Writers: Michael Head and Lucinda Royden
Director: Coz Greenop
Is there anything left to say about the British gangster and any cliches and tropes left unexplored? Writers Michael Head and Lucinda Royden certainly thinks so with this new drama The Last Heist available for digital download. Its premise is potentially an interesting one but feels a little dry in this overly conventional 90-minute film about a reunion, grief and the oft-explored question of whether crime actually pays.
Shortly after the death of respected crime boss Mick, his son and a group of regular collaborators gather in a local bar to celebrate the man they all adored (or feared). Across the evening, the men share stories and memories of the good times they spent with Mick while reflecting on the last job they did together six months before after which they all went into hiding.
Head and Royden’s film directed by Coz Greenop is structurally novel if not narratively inventive, using a flashback style to take the audience back in time to a series of different encounters in order to paint a picture of East London life and the variously complicated connections between this group of men in a network based on loyalty and mutual connivance. But it becomes a little cliched as the arrival of each new member of the group then results in a new reflection on their departed leader and big local personality.
This memorial drink then also merges the story of the heist told piecemeal from the perspective of different characters and dealing with the consequences of their involvement. It creates a kid of episodic tension as the event unfolds in chapters, however some of the drama is eaten away by the mixture of scenes in the main bar as the team are reunited and the separate memories of Mick. It is unclear in The Last Heist just what the creative team wants the audience to take away or what the principal focus should be. This is a film that feels like it is treading water until it can get to the clever reveal.
And when that comes, the audience has a moment of recognition, but it doesn’t feel like the effective dramatic culmination of everything we have seen. Head and Royden spend some time at the end of the film then applying that to each of the characters as part of their story arc resolution, yet the outcome is too similar and ultimately too repetitive to warrant the investment earlier in the film.

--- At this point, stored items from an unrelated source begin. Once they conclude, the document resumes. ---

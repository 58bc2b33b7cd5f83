//! Output formatters for linking results.

use clap::ValueEnum;
use comfy_table::Table;
use ormbridge::{BridgedModel, LinkOutcome, LocalModel, PendingLink};
use ormbridge_core::{AttachedField, ReverseLink};
use serde_json::json;

/// Output format for results.
#[derive(Debug, Clone, Copy, PartialEq, Eq, ValueEnum)]
pub enum OutputFormat {
    /// ASCII table format
    Table,
    /// JSON format
    Json,
}

impl std::fmt::Display for OutputFormat {
    fn fmt(&self, f: &mut std::fmt::Formatter<'_>) -> std::fmt::Result {
        match self {
            OutputFormat::Table => write!(f, "table"),
            OutputFormat::Json => write!(f, "json"),
        }
    }
}

/// The final state of one configured model.
#[derive(Debug, Clone)]
pub struct ModelSummary {
    pub name: String,
    pub remote_model: String,
    pub status: &'static str,
    pub fields: Vec<AttachedField>,
    pub reverse_links: Vec<ReverseLink>,
    pub fetch_error: Option<String>,
}

impl ModelSummary {
    /// Summarize `model` after every model has been finalized.
    pub fn new(model: &BridgedModel, outcome: &LinkOutcome) -> Self {
        let fetch_error = outcome.report().and_then(|r| r.fetch_error.clone());
        let status = match outcome {
            LinkOutcome::Ignored => "ignored",
            LinkOutcome::Degraded => "degraded",
            LinkOutcome::Linked(_) if fetch_error.is_some() => "fetch failed",
            LinkOutcome::Linked(_) => "linked",
        };

        Self {
            name: model.name().to_string(),
            remote_model: model.remote_id().to_string(),
            status,
            fields: model.fields(),
            reverse_links: model.reverse_links(),
            fetch_error,
        }
    }
}

/// Trait for formatting output.
pub trait Formatter {
    /// Format the linked models and any links left unresolved.
    fn format_report(&self, models: &[ModelSummary], pending: &[PendingLink]) -> String;
}

/// Create a formatter for the given output format.
pub fn create_formatter(format: OutputFormat) -> Box<dyn Formatter> {
    match format {
        OutputFormat::Table => Box::new(TableFormatter),
        OutputFormat::Json => Box::new(JsonFormatter),
    }
}

/// Table formatter using comfy-table.
pub struct TableFormatter;

impl Formatter for TableFormatter {
    fn format_report(&self, models: &[ModelSummary], pending: &[PendingLink]) -> String {
        let mut sections = Vec::new();

        for model in models {
            let mut section = format!("{} ({}) - {}", model.name, model.remote_model, model.status);
            if let Some(error) = &model.fetch_error {
                section.push_str(&format!("\n  {}", error));
            }
            if !model.fields.is_empty() {
                section.push('\n');
                section.push_str(&fields_table(&model.fields).to_string());
            }
            if !model.reverse_links.is_empty() {
                section.push_str("\nReferenced by:\n");
                section.push_str(&reverse_links_table(&model.reverse_links).to_string());
            }
            sections.push(section);
        }

        if models.is_empty() {
            sections.push("No models".to_string());
        }

        if !pending.is_empty() {
            let mut table = Table::new();
            table.set_header(vec!["Model", "Field", "Missing target"]);
            for link in pending {
                table.add_row(vec![
                    link.origin.clone(),
                    link.descriptor.name.clone(),
                    pending_target(link),
                ]);
            }
            sections.push(format!("Unresolved links:\n{}", table));
        }

        sections.join("\n\n")
    }
}

fn fields_table(fields: &[AttachedField]) -> Table {
    let mut table = Table::new();
    table.set_header(vec!["Field", "Type", "Required", "Label"]);

    for field in fields {
        table.add_row(vec![
            field.name.clone(),
            field.spec.field_type.type_name(),
            if field.spec.required { "yes" } else { "no" }.to_string(),
            field.spec.label.clone().unwrap_or_default(),
        ]);
    }

    table
}

fn reverse_links_table(links: &[ReverseLink]) -> Table {
    let mut table = Table::new();
    table.set_header(vec!["Model", "Field", "Kind"]);

    for link in links {
        table.add_row(vec![
            link.from_model.clone(),
            link.field.clone(),
            link.kind.to_string(),
        ]);
    }

    table
}

fn pending_target(link: &PendingLink) -> String {
    link.descriptor
        .relation()
        .map(|r| r.target.to_string())
        .unwrap_or_default()
}

/// JSON formatter.
pub struct JsonFormatter;

impl Formatter for JsonFormatter {
    fn format_report(&self, models: &[ModelSummary], pending: &[PendingLink]) -> String {
        let models: Vec<serde_json::Value> = models
            .iter()
            .map(|m| {
                json!({
                    "name": m.name,
                    "remote_model": m.remote_model,
                    "status": m.status,
                    "fetch_error": m.fetch_error,
                    "fields": m.fields,
                    "reverse_links": m.reverse_links,
                })
            })
            .collect();

        let pending: Vec<serde_json::Value> = pending
            .iter()
            .map(|link| {
                json!({
                    "model": link.origin,
                    "field": link.descriptor.name,
                    "target": pending_target(link),
                })
            })
            .collect();

        let output = json!({ "models": models, "unresolved": pending });
        serde_json::to_string_pretty(&output).unwrap_or_else(|_| output.to_string())
    }
}
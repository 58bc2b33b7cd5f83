//! Terminal failure notifications.

use std::error::Error as StdError;
use std::time::Duration;

use chrono::{DateTime, Utc};
use tracing::info;

use crate::config::{ConnectionConfig, NotificationConfig, RetryPolicy};
use crate::error::Error;

/// Subject line of connection failure notifications.
pub const FAILURE_SUBJECT: &str = "APPLICATION FAILURE - ORMBRIDGE";

/// An outbound message.
#[derive(Debug, Clone, PartialEq, Eq)]
pub struct Notification {
    pub subject: String,
    pub plain_body: String,
    pub html_body: String,
    pub sender: String,
    pub recipients: Vec<String>,
}

/// Delivers notifications. Best effort: callers log failures and move on.
pub trait Notifier: Send + Sync {
    /// Deliver `notification`.
    fn notify(&self, notification: &Notification) -> Result<(), Error>;
}

/// Notifier that writes the message to the log instead of sending it.
///
/// Logs at info level. The manager has already reported the failure.
#[derive(Debug, Clone, Copy, Default)]
pub struct LogNotifier;

impl Notifier for LogNotifier {
    fn notify(&self, notification: &Notification) -> Result<(), Error> {
        info!(
            subject = %notification.subject,
            sender = %notification.sender,
            recipients = ?notification.recipients,
            "{}",
            notification.plain_body
        );
        Ok(())
    }
}

/// What went wrong when the connection could not be established.
///
/// Carries the host configuration without the password.
#[derive(Debug, Clone, PartialEq, Eq)]
pub struct FailureReport {
    pub attempts: u32,
    pub delay: Duration,
    pub user: String,
    pub host: String,
    pub port: u16,
    pub database: String,
    pub occurred_at: DateTime<Utc>,
    /// The last error and its causes, one per line.
    pub trace: String,
}

impl FailureReport {
    /// Build a report for `attempts` failed attempts ending with `last_error`.
    pub fn new(
        config: &ConnectionConfig,
        retry: &RetryPolicy,
        attempts: u32,
        last_error: Option<&Error>,
    ) -> Self {
        Self {
            attempts,
            delay: retry.delay,
            user: config.user.clone(),
            host: config.host.clone().unwrap_or_default(),
            port: config.port,
            database: config.database.clone(),
            occurred_at: Utc::now(),
            trace: last_error
                .map(|e| error_trace(e))
                .unwrap_or_else(|| "no attempt was made".to_string()),
        }
    }

    /// Plain-text body.
    pub fn plain_body(&self) -> String {
        format!(
            "Unable to connect to a running remote server. Your application may have failed \
             to start up due to a connection problem with the remote instance.\n\n\
             ormbridge tried to connect {attempts} times, waiting {delay} seconds between \
             each attempt. Still, the server could not be reached.\n\n\
             The problem occurred at {at} with the following host configuration:\n\n\
             \x20   USER: {user}\n\
             \x20   HOST: {host}\n\
             \x20   PORT: {port}\n\
             \x20   DB: {db}\n\n\
             And here is the error raised during the last attempt:\n\n{trace}\n",
            attempts = self.attempts,
            delay = self.delay.as_secs_f64(),
            at = self.occurred_at.to_rfc3339(),
            user = self.user,
            host = self.host,
            port = self.port,
            db = self.database,
            trace = self.trace,
        )
    }

    /// HTML body.
    pub fn html_body(&self) -> String {
        format!(
            "<p>Unable to connect to a running remote server. Your application may have failed \
             to start up due to a connection problem with the remote instance.</p>\n\
             <p>ormbridge tried to connect <b>{attempts} times</b>, waiting <b>{delay} seconds</b> \
             between each attempt. Still, the server could not be reached.</p>\n\
             <p>The problem occurred at {at} with the following host configuration:</p>\n\
             <div style=\"border-left: 1px solid gray; padding-left: 10px;\">\n\
             USER: {user}<br>\n\
             HOST: {host}<br>\n\
             PORT: {port}<br>\n\
             DB: {db}<br>\n\
             </div>\n\
             <p>And here is the error raised during the last attempt:</p>\n\
             <pre>{trace}</pre>\n",
            attempts = self.attempts,
            delay = self.delay.as_secs_f64(),
            at = self.occurred_at.to_rfc3339(),
            user = escape_html(&self.user),
            host = escape_html(&self.host),
            port = self.port,
            db = escape_html(&self.database),
            trace = escape_html(&self.trace),
        )
    }

    /// Address the report to `config`'s recipients.
    pub fn to_notification(&self, config: &NotificationConfig) -> Notification {
        Notification {
            subject: FAILURE_SUBJECT.to_string(),
            plain_body: self.plain_body(),
            html_body: self.html_body(),
            sender: config.sender.clone(),
            recipients: config.recipients.clone(),
        }
    }
}

/// Render an error followed by its `source()` chain.
pub fn error_trace(error: &dyn StdError) -> String {
    let mut trace = error.to_string();
    let mut source = error.source();
    while let Some(cause) = source {
        trace.push_str("\ncaused by: ");
        trace.push_str(&cause.to_string());
        source = cause.source();
    }
    trace
}

fn escape_html(text: &str) -> String {
    let mut escaped = String::with_capacity(text.len());
    for c in text.chars() {
        match c {
            '&' => escaped.push_str("&amp;"),
            '<' => escaped.push_str("&lt;"),
            '>' => escaped.push_str("&gt;"),
            '"' => escaped.push_str("&quot;"),
            _ => escaped.push(c),
        }
    }
    escaped
}
//! Local catalog.
//!
//! Field specifications and types produced by translating remote descriptors.

mod field;
mod types;

pub use field::LocalFieldSpec;
pub use types::{FieldType, ScalarType};
//! Remote field descriptors.
//!
//! A descriptor is the metadata the remote server returns for one field of one
//! of its models. The JSON shape follows the server's field-introspection call:
//! the field name is the map key, and the body carries `type`, `string`,
//! `required`, `relation` and friends.

use std::collections::BTreeMap;
use std::fmt;

use serde::{Deserialize, Serialize};

use crate::error::Error;

/// Field descriptors keyed by field name.
pub type FieldMap = BTreeMap<String, FieldDescriptor>;

/// Kind of a relational field.
#[derive(Debug, Clone, Copy, PartialEq, Eq, Hash, Serialize, Deserialize)]
pub enum RelationKind {
    /// Foreign key onto the target model.
    ManyToOne,
    /// Reverse side of a many-to-one declared on the target model.
    OneToMany,
    /// Association through a link table.
    ManyToMany,
}

impl RelationKind {
    /// Map a remote type tag to a relation kind.
    pub fn from_type_tag(tag: &str) -> Option<Self> {
        match tag {
            "many2one" => Some(RelationKind::ManyToOne),
            "one2many" => Some(RelationKind::OneToMany),
            "many2many" => Some(RelationKind::ManyToMany),
            _ => None,
        }
    }

    /// The remote type tag for this kind.
    pub fn type_tag(&self) -> &'static str {
        match self {
            RelationKind::ManyToOne => "many2one",
            RelationKind::OneToMany => "one2many",
            RelationKind::ManyToMany => "many2many",
        }
    }
}

impl fmt::Display for RelationKind {
    fn fmt(&self, f: &mut fmt::Formatter<'_>) -> fmt::Result {
        match self {
            RelationKind::ManyToOne => write!(f, "many-to-one"),
            RelationKind::OneToMany => write!(f, "one-to-many"),
            RelationKind::ManyToMany => write!(f, "many-to-many"),
        }
    }
}

/// The relational part of a descriptor.
#[derive(Debug, Clone, Copy, PartialEq, Eq)]
pub struct RelationRef<'a> {
    /// Remote identifier of the target model.
    pub target: &'a str,
    /// Relation kind.
    pub kind: RelationKind,
}

/// Metadata for one remote field.
#[derive(Debug, Clone, PartialEq, Eq, Default, Serialize, Deserialize)]
#[serde(default)]
pub struct FieldDescriptor {
    /// Field name, unique within its model. Filled in from the map key.
    pub name: String,
    /// Remote identifier of the owning model. Filled in after fetch.
    pub model: String,
    /// Declared type tag (`char`, `many2one`, ...).
    #[serde(rename = "type")]
    pub type_tag: String,
    /// Human-readable label.
    #[serde(rename = "string")]
    pub label: Option<String>,
    /// Whether the remote server requires a value.
    pub required: bool,
    /// Whether the field is read-only on the remote server.
    pub readonly: bool,
    /// Help text.
    pub help: Option<String>,
    /// Maximum length for character fields.
    pub size: Option<u32>,
    /// Allowed `(value, label)` pairs for selection fields.
    pub selection: Vec<(String, String)>,
    /// Target model identifier for relational fields.
    pub relation: Option<String>,
    /// Inverse field on the target model for one-to-many fields.
    pub relation_field: Option<String>,
}

impl FieldDescriptor {
    /// Create a descriptor with the given name and type tag.
    pub fn new(name: impl Into<String>, type_tag: impl Into<String>) -> Self {
        Self {
            name: name.into(),
            type_tag: type_tag.into(),
            ..Default::default()
        }
    }

    /// Create a many-to-one descriptor targeting `target`.
    pub fn many_to_one(name: impl Into<String>, target: impl Into<String>) -> Self {
        Self::new(name, RelationKind::ManyToOne.type_tag()).with_relation(target)
    }

    /// Create a one-to-many descriptor targeting `target` through `inverse`.
    pub fn one_to_many(
        name: impl Into<String>,
        target: impl Into<String>,
        inverse: impl Into<String>,
    ) -> Self {
        let mut descriptor = Self::new(name, RelationKind::OneToMany.type_tag()).with_relation(target);
        descriptor.relation_field = Some(inverse.into());
        descriptor
    }

    /// Set the label.
    pub fn with_label(mut self, label: impl Into<String>) -> Self {
        self.label = Some(label.into());
        self
    }

    /// Mark as required.
    pub fn required(mut self) -> Self {
        self.required = true;
        self
    }

    /// Set the relation target.
    pub fn with_relation(mut self, target: impl Into<String>) -> Self {
        self.relation = Some(target.into());
        self
    }

    /// Set the selection options.
    pub fn with_selection<I, V, L>(mut self, options: I) -> Self
    where
        I: IntoIterator<Item = (V, L)>,
        V: Into<String>,
        L: Into<String>,
    {
        self.selection = options
            .into_iter()
            .map(|(value, label)| (value.into(), label.into()))
            .collect();
        self
    }

    /// Set the maximum length.
    pub fn with_size(mut self, size: u32) -> Self {
        self.size = Some(size);
        self
    }

    /// Stamp the owning field name and model identifier onto the descriptor.
    pub fn annotate(&mut self, name: &str, model: &str) {
        self.name = name.to_string();
        self.model = model.to_string();
    }

    /// The relation kind implied by the type tag, if any.
    pub fn relation_kind(&self) -> Option<RelationKind> {
        RelationKind::from_type_tag(&self.type_tag)
    }

    /// Check if this is a relational field.
    pub fn is_relational(&self) -> bool {
        self.relation_kind().is_some()
    }

    /// The relation target and kind, if this is a well-formed relational field.
    pub fn relation(&self) -> Option<RelationRef<'_>> {
        let kind = self.relation_kind()?;
        let target = self.relation.as_deref().filter(|t| !t.is_empty())?;
        Some(RelationRef { target, kind })
    }

    /// Check structural consistency.
    pub fn validate(&self) -> Result<(), Error> {
        if self.is_relational() && self.relation().is_none() {
            return Err(Error::InvalidDescriptor {
                field: self.name.clone(),
                reason: format!("{} field without a relation target", self.type_tag),
            });
        }
        Ok(())
    }
}

/// Decode a field map from the JSON body of a field-introspection response.
///
/// Names are stamped from the map keys; the owning model is left empty.
pub fn decode_field_map(bytes: &[u8]) -> Result<FieldMap, Error> {
    let mut fields: FieldMap = serde_json::from_slice(bytes)?;
    for (name, descriptor) in fields.iter_mut() {
        descriptor.name = name.clone();
        descriptor.validate()?;
    }
    Ok(fields)
}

There are some solid performances here, particularly Perry Benson as one-time gang leader Mick seen only in other people’s recollections and from Terry Stone who has also seemingly spent his career in these kinds of film playing exactly this kind of role. The rest of the cast include an underused Sam Gittins as the youngster in the gang and Michael Head as Mick’s son who put the heist together. There is only one female voice of any significance though and the actor is given very little to do except pour drinks and look knowing.
The Last Heist feels like a film from another era, in more ways than one and while this criminal gang start to feel the time is running out, so too does this formulaic genre. Head and Royden try to give it some life with a slightly different structure, but this is one criminal enterprise that doesn’t pay off.
The Last Heist will be in UK Cinemas from 4th November & Digital Download from 14th November.